§ Exercise requirements:
A verbatim reproduction of the lines below, from the line containing "pub fn dpid(&self)" through the line containing "self.log.log(level, msg);", both ends included, is the whole required output.

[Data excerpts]
···

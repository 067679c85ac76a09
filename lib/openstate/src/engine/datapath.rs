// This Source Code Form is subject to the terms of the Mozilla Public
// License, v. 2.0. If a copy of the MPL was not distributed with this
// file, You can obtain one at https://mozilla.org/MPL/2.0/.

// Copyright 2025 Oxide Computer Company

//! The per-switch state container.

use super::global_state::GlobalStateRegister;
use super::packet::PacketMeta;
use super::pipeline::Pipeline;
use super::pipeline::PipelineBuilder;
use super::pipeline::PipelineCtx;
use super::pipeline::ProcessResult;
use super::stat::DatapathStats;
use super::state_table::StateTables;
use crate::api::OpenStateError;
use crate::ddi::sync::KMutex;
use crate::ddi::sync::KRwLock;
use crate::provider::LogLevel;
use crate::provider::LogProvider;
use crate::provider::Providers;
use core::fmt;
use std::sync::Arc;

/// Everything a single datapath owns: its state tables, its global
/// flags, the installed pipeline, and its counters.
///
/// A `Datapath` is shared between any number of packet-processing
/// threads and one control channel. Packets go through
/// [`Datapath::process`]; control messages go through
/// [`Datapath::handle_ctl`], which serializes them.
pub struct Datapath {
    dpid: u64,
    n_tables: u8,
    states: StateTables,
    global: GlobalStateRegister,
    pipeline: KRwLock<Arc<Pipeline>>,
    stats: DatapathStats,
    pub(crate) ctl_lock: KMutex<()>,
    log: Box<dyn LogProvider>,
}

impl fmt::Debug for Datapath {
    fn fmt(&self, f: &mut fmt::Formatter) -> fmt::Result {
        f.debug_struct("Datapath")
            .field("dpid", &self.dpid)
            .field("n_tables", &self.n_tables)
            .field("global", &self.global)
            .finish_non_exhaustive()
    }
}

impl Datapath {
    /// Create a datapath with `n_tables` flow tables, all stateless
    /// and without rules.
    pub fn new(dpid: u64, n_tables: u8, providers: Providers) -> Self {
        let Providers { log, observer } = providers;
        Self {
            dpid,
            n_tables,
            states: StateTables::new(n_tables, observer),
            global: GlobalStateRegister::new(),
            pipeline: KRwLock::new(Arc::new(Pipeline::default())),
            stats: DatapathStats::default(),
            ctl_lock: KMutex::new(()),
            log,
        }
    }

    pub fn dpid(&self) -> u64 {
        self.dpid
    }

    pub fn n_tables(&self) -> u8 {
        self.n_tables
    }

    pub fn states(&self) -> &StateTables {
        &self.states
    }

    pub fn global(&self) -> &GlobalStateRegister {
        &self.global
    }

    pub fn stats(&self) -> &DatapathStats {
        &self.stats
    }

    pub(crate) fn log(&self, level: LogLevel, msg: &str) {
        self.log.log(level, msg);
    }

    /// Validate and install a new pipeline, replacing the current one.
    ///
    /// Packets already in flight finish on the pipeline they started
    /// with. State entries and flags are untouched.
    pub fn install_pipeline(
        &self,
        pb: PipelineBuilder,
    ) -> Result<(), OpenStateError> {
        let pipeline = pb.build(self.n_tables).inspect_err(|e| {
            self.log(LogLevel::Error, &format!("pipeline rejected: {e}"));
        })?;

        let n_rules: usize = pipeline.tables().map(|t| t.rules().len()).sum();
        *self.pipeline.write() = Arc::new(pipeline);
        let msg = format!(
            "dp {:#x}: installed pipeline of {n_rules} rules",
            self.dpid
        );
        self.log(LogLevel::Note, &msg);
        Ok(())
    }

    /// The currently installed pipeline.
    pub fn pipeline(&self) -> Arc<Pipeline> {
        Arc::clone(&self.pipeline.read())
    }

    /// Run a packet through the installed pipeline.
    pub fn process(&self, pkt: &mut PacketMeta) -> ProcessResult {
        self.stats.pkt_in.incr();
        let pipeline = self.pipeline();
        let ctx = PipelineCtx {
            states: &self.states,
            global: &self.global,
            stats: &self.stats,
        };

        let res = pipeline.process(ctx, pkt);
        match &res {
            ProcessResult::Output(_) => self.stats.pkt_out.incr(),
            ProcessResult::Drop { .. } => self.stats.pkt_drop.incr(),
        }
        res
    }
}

···

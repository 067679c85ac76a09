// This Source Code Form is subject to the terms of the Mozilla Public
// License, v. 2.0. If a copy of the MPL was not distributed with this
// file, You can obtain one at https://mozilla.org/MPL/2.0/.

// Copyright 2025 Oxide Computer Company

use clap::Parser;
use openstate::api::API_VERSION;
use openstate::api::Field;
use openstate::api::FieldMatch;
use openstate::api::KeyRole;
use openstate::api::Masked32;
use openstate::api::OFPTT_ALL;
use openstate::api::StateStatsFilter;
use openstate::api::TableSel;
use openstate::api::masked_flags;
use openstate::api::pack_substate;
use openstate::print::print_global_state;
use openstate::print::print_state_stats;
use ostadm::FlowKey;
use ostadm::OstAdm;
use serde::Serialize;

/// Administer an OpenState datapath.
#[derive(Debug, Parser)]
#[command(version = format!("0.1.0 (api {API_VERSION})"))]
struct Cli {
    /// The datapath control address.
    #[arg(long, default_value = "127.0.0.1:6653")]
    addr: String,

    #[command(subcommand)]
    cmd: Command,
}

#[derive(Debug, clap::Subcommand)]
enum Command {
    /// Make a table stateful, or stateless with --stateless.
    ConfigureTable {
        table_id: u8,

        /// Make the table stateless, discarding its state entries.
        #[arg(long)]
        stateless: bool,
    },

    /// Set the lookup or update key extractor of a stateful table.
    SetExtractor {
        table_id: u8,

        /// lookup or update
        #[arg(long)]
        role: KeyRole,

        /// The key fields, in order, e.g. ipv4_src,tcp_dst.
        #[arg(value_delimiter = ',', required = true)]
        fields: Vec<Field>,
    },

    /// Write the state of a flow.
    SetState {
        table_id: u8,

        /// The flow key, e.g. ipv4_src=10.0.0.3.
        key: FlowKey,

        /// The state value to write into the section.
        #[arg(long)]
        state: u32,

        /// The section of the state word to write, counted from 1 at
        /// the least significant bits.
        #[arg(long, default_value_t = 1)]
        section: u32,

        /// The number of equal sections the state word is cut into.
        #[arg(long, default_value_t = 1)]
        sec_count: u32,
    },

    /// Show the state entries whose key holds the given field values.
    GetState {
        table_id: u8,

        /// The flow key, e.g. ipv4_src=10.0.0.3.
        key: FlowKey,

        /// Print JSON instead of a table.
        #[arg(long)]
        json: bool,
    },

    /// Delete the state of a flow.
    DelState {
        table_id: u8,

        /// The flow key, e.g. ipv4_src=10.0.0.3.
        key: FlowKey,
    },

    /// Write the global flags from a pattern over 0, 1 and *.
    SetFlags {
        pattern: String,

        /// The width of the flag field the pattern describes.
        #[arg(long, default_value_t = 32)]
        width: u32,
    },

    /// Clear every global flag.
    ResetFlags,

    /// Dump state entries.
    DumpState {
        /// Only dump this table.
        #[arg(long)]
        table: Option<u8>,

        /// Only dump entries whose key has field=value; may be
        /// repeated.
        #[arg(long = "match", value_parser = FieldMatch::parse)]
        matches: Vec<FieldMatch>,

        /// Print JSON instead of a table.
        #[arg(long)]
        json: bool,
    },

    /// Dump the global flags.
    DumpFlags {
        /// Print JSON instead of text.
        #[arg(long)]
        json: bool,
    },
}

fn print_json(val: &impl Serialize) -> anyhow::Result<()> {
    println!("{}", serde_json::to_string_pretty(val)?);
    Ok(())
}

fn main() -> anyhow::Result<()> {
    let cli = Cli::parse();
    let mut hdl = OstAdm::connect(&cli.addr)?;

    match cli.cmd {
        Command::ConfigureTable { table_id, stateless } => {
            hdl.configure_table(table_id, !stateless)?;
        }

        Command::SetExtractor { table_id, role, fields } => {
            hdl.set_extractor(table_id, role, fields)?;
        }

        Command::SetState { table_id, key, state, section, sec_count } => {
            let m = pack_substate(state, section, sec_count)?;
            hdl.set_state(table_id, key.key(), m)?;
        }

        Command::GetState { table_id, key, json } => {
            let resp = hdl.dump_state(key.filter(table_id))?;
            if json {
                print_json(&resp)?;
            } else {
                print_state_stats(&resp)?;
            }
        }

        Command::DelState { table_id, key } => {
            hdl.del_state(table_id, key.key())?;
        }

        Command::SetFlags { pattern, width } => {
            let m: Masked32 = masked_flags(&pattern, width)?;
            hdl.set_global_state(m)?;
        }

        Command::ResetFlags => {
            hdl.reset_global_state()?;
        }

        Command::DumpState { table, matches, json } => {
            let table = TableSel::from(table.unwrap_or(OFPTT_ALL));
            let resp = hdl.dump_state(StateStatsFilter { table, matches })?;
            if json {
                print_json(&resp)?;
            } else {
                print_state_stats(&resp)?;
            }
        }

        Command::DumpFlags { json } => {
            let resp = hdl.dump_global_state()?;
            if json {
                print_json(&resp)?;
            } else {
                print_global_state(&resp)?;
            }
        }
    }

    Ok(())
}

···

§ Output for this exercise:
    pub fn dpid(&self) -> u64 {
        self.dpid
    }

    pub fn n_tables(&self) -> u8 {
        self.n_tables
    }

    pub fn states(&self) -> &StateTables {
        &self.states
    }

    pub fn global(&self) -> &GlobalStateRegister {
        &self.global
    }

    pub fn stats(&self) -> &DatapathStats {
        &self.stats
    }

    pub(crate) fn log(&self, level: LogLevel, msg: &str) {
        self.log.log(level, msg);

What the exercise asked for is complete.